■ Data for this exercise ■

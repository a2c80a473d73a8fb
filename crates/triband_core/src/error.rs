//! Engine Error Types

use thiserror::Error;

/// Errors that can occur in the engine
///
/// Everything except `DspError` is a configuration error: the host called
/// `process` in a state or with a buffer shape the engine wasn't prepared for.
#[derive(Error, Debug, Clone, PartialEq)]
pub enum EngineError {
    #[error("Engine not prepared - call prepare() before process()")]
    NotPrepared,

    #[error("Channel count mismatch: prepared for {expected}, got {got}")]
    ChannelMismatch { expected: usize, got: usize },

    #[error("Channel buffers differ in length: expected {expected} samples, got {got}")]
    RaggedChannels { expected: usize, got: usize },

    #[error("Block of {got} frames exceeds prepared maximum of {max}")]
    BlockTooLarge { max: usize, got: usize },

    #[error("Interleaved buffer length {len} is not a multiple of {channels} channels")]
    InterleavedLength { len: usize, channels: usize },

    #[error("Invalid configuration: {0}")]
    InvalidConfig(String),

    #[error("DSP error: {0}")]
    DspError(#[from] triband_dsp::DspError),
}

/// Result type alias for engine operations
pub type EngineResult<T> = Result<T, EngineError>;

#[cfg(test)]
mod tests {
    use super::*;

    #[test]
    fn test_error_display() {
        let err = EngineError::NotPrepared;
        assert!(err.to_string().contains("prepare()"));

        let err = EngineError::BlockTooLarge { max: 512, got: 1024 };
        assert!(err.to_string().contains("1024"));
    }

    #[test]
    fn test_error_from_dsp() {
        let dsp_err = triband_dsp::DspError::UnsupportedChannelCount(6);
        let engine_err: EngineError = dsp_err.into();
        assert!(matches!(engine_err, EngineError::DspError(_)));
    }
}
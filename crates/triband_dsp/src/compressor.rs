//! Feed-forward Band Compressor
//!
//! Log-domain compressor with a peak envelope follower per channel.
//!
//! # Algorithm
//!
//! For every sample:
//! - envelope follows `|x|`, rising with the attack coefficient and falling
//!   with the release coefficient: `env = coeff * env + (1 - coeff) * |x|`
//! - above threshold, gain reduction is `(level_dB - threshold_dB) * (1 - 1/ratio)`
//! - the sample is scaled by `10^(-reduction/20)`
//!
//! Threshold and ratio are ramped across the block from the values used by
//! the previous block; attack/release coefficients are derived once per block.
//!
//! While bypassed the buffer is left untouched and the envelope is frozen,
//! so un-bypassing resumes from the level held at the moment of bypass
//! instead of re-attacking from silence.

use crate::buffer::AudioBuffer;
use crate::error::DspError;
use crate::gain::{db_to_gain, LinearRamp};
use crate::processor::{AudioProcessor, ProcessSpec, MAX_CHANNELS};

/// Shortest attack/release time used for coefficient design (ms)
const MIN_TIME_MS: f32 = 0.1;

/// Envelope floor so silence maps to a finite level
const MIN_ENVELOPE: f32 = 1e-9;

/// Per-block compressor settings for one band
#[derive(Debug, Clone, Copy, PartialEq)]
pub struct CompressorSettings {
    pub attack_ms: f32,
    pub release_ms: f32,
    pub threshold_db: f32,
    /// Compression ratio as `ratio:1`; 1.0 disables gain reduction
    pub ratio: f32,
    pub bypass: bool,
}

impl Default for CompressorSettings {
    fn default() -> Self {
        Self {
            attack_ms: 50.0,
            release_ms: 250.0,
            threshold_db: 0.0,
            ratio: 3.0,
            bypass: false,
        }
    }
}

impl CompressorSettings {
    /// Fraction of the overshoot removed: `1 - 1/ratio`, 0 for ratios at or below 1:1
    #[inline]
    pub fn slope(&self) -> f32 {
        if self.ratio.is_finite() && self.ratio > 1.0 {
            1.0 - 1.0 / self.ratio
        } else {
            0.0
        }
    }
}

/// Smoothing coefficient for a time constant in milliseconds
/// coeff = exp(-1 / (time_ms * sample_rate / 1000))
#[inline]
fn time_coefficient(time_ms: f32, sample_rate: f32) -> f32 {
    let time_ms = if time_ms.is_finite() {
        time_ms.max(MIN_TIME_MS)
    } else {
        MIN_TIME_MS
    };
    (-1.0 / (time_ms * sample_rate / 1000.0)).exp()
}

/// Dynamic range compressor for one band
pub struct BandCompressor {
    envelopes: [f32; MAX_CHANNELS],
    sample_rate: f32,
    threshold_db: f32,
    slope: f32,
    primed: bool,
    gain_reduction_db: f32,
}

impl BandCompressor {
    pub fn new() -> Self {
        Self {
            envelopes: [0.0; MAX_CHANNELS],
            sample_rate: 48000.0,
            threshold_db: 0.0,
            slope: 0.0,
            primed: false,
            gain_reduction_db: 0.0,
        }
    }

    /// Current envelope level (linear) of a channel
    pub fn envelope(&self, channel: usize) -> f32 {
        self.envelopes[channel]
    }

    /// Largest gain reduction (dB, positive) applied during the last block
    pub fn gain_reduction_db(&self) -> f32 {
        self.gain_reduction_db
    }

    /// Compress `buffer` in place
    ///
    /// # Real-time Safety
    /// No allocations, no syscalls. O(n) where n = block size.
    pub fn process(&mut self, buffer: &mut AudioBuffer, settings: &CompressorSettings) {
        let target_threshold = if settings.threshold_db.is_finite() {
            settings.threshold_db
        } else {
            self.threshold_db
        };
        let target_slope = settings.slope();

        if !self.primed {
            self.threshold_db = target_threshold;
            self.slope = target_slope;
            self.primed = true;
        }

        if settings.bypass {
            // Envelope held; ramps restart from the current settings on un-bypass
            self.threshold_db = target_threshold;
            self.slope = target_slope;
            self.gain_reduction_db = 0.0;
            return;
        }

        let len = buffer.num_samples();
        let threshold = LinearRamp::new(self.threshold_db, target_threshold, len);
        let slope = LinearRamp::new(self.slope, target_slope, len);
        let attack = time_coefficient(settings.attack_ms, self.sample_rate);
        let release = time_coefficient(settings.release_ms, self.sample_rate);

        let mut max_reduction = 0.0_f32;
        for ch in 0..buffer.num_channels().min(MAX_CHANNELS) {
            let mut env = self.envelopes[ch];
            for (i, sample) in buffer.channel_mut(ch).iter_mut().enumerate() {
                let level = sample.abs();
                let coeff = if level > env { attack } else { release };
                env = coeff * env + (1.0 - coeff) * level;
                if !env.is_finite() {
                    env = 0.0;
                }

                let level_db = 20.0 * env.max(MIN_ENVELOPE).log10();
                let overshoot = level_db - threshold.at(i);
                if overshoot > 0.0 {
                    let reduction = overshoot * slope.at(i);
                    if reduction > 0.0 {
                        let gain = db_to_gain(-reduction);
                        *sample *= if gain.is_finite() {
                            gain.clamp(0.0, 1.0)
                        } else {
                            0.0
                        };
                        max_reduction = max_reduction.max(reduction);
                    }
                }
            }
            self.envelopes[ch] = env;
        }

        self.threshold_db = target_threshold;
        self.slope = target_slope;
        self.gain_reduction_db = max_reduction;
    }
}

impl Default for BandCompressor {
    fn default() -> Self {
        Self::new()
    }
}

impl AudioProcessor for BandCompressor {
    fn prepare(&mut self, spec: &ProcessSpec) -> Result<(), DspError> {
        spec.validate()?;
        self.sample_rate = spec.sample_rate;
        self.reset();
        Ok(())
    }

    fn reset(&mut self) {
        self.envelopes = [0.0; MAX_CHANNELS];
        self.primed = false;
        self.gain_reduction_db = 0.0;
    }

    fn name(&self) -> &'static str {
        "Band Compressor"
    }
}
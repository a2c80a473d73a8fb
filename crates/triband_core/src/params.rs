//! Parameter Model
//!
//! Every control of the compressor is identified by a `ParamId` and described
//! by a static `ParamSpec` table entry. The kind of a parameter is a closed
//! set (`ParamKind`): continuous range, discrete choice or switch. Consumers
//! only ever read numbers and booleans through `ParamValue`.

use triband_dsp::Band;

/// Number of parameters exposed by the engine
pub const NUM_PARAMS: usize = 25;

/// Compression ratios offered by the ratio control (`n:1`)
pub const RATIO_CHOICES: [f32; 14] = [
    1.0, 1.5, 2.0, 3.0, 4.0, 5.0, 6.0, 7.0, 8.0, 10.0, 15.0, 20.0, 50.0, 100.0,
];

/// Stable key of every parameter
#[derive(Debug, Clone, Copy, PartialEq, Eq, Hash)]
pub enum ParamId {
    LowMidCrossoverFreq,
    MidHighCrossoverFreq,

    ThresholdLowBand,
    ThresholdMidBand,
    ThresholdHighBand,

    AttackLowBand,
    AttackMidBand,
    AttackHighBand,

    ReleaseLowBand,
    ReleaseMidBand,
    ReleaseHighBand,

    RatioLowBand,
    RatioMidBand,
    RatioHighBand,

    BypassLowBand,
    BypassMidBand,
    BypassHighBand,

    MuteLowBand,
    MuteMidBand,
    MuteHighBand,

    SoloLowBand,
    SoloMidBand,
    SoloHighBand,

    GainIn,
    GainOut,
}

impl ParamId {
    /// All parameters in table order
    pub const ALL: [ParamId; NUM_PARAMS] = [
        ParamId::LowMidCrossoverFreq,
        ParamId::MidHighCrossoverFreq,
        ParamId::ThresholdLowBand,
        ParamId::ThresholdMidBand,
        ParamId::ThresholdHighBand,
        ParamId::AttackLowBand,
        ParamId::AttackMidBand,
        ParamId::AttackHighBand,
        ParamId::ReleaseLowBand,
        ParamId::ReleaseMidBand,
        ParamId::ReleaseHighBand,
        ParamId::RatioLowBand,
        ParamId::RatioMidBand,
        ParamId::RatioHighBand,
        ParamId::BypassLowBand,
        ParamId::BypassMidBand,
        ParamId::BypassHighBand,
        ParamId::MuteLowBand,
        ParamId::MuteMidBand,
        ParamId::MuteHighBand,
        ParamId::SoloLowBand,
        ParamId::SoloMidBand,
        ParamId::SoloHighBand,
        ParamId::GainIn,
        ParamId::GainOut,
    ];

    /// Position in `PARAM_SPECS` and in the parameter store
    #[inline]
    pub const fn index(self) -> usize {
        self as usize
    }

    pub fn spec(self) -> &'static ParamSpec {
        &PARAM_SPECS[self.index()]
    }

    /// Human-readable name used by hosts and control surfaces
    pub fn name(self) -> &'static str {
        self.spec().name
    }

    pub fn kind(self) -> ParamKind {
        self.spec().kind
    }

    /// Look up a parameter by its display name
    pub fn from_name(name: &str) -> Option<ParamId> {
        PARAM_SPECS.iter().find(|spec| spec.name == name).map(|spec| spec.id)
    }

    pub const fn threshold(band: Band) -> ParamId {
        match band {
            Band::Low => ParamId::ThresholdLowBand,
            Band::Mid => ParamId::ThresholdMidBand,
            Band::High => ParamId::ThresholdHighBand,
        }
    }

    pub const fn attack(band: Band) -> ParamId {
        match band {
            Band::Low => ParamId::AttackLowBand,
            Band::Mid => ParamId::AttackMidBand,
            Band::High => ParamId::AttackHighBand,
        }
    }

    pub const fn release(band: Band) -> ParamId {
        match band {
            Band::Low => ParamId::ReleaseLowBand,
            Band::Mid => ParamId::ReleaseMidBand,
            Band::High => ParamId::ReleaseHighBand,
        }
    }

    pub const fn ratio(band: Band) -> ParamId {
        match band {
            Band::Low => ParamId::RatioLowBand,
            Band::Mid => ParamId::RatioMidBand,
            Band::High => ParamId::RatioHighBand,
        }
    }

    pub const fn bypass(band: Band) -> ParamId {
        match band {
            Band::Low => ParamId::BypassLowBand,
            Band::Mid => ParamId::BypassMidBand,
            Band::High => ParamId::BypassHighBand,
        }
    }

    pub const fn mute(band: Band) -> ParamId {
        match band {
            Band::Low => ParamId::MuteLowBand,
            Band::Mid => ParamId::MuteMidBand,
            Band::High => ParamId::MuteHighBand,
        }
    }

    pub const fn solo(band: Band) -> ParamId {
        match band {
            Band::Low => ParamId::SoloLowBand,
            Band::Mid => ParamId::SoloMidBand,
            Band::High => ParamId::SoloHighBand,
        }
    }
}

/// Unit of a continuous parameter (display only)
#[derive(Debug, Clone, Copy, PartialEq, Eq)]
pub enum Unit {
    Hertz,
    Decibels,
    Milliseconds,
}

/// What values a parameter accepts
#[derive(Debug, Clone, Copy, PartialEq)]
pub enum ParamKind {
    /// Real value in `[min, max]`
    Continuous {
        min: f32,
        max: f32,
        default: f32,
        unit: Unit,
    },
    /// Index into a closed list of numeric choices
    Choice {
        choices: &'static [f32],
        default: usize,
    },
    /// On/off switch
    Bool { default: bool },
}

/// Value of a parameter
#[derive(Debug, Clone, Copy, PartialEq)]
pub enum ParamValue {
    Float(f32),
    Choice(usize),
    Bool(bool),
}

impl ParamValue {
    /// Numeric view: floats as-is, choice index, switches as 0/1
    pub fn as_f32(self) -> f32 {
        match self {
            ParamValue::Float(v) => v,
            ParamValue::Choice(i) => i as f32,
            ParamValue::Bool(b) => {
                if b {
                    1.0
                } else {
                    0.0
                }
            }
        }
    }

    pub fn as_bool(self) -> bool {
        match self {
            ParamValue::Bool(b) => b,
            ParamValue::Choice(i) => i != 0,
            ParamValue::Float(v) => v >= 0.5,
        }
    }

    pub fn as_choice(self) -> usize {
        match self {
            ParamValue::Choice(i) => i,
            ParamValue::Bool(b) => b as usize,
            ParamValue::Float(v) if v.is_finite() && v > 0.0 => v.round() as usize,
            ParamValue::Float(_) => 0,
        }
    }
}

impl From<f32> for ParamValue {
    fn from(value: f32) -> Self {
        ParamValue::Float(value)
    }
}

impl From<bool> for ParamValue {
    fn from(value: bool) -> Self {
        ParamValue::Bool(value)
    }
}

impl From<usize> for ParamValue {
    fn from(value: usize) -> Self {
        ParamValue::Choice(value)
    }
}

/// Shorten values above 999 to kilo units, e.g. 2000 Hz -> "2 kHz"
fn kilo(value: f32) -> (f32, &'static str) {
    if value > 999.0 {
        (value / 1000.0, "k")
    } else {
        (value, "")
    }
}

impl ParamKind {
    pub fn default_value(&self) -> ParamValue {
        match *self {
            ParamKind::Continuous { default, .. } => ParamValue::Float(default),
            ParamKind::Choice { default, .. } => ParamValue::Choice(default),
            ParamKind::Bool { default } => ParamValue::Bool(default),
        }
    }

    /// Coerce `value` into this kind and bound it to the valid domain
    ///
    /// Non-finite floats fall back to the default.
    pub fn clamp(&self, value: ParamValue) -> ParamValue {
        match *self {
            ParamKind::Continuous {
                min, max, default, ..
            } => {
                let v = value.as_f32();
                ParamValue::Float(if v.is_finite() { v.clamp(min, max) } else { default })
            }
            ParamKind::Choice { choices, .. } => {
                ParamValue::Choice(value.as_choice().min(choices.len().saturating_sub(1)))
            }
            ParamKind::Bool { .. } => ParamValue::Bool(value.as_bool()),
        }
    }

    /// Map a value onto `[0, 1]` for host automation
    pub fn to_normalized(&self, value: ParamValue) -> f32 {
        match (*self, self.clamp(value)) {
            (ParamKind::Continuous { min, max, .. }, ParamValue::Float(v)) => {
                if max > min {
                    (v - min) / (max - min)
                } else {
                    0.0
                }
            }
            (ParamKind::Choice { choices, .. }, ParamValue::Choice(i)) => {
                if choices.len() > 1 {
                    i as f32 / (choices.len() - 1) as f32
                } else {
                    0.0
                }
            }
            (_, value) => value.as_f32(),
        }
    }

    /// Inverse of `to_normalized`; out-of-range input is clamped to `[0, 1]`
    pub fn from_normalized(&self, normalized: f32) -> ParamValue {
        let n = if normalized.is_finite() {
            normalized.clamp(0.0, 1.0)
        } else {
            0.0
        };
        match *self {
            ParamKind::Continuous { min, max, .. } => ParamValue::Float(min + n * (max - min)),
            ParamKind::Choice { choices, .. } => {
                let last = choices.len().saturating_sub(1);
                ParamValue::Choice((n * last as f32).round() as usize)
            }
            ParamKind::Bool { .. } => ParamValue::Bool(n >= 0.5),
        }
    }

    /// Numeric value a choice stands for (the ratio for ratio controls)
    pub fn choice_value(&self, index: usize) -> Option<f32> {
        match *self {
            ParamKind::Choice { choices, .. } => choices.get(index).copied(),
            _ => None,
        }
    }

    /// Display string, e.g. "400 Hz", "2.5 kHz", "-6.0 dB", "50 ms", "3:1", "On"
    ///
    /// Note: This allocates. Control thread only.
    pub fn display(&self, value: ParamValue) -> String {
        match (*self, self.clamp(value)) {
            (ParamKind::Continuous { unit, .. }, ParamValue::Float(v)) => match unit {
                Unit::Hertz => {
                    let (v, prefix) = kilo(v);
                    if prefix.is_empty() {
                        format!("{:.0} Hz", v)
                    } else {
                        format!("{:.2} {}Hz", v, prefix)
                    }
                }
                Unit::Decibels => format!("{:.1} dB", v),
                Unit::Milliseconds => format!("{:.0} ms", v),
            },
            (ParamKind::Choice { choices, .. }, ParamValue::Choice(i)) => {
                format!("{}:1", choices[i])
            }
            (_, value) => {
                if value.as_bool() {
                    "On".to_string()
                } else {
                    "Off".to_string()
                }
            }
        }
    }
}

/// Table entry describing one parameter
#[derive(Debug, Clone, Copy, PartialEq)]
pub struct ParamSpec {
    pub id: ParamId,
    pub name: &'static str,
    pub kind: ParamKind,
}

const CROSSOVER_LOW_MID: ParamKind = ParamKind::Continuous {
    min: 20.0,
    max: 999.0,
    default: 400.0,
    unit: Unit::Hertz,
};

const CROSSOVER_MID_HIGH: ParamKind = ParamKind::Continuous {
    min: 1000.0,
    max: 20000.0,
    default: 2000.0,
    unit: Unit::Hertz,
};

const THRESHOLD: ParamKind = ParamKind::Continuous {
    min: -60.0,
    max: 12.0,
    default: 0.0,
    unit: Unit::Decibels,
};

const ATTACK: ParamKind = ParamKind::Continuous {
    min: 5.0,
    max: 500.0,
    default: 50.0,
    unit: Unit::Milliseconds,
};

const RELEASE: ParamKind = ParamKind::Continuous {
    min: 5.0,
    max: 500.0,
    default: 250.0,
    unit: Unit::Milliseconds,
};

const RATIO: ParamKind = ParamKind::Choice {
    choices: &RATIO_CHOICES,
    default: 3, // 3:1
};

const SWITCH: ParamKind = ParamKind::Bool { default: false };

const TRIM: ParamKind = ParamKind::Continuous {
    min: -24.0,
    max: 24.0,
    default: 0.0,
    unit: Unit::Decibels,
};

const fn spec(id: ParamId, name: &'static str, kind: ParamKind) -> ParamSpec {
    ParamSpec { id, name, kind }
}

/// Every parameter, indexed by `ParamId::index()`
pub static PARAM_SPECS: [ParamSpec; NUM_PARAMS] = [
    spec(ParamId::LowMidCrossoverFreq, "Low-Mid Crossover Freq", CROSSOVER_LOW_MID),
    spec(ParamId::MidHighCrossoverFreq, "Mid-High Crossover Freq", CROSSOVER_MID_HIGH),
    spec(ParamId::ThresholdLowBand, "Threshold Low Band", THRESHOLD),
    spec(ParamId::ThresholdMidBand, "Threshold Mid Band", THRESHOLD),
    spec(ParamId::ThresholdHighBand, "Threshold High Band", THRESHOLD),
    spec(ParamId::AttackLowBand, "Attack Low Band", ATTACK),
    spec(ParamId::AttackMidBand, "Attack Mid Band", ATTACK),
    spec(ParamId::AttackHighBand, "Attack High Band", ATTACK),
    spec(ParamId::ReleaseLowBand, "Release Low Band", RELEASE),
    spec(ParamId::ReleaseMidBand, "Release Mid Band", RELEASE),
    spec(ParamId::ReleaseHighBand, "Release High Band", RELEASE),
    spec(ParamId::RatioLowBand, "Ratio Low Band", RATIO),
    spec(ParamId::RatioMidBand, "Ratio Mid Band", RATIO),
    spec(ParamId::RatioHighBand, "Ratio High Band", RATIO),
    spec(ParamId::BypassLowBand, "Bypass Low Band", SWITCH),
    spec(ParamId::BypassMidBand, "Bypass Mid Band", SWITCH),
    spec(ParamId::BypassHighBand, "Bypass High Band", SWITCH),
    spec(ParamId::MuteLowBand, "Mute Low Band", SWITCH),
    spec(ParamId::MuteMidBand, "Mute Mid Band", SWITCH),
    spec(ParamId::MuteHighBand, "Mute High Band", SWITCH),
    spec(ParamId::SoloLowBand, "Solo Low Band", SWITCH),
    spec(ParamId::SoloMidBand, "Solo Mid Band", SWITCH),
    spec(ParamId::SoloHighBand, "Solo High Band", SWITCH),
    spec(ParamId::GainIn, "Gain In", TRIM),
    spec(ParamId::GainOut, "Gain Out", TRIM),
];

■ Exercise brief ■
Copy every line of the records above, starting with the first, up to and including the line containing "let engine_err: EngineError".

■ Written response ■
repository a2c80a473d73a8fb
filename crates/triband_core/src/error.rs
//! Engine Error Types

use thiserror::Error;

/// Errors that can occur in the engine
///
/// Everything except `DspError` is a configuration error: the host called
/// `process` in a state or with a buffer shape the engine wasn't prepared for.
#[derive(Error, Debug, Clone, PartialEq)]
pub enum EngineError {
    #[error("Engine not prepared - call prepare() before process()")]
    NotPrepared,

    #[error("Channel count mismatch: prepared for {expected}, got {got}")]
    ChannelMismatch { expected: usize, got: usize },

    #[error("Channel buffers differ in length: expected {expected} samples, got {got}")]
    RaggedChannels { expected: usize, got: usize },

    #[error("Block of {got} frames exceeds prepared maximum of {max}")]
    BlockTooLarge { max: usize, got: usize },

    #[error("Interleaved buffer length {len} is not a multiple of {channels} channels")]
    InterleavedLength { len: usize, channels: usize },

    #[error("Invalid configuration: {0}")]
    InvalidConfig(String),

    #[error("DSP error: {0}")]
    DspError(#[from] triband_dsp::DspError),
}

/// Result type alias for engine operations
pub type EngineResult<T> = Result<T, EngineError>;

#[cfg(test)]
mod tests {
    use super::*;

    #[test]
    fn test_error_display() {
        let err = EngineError::NotPrepared;
        assert!(err.to_string().contains("prepare()"));

        let err = EngineError::BlockTooLarge { max: 512, got: 1024 };
        assert!(err.to_string().contains("1024"));
    }

    #[test]
    fn test_error_from_dsp() {
        let dsp_err = triband_dsp::DspError::UnsupportedChannelCount(6);
        let engine_err: EngineError = dsp_err.into();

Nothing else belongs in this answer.